Saved entries:
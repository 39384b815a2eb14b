//! Scanners: the lexical rules the tokenizer applies
//!
//! A [`Scanner`] is an anchored, case-insensitive pattern with a converter
//! that turns the matched text into tokens and an optional condition on the
//! previous significant token. A [`ScannerSet`] is the ordered configuration
//! a tokenizer runs with; [`ScannerSet::defaults`] is the built-in set from
//! [`defaults`].

pub mod defaults;
pub mod definition;
pub mod registry;

pub use defaults::DEFAULT_KEYS;
pub use definition::{Condition, Conversion, ConversionError, Converter, Scanner};
pub use registry::ScannerSet;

Work required:
Every record must be output again with its wording unchanged.

Exercise result:
repository 39384b815a2eb14b
//! Scanners: the lexical rules the tokenizer applies
//!
//! A [`Scanner`] is an anchored, case-insensitive pattern with a converter
//! that turns the matched text into tokens and an optional condition on the
//! previous significant token. A [`ScannerSet`] is the ordered configuration
//! a tokenizer runs with; [`ScannerSet::defaults`] is the built-in set from
//! [`defaults`].

pub mod defaults;
pub mod definition;
pub mod registry;

pub use defaults::DEFAULT_KEYS;
pub use definition::{Condition, Conversion, ConversionError, Converter, Scanner};
pub use registry::ScannerSet;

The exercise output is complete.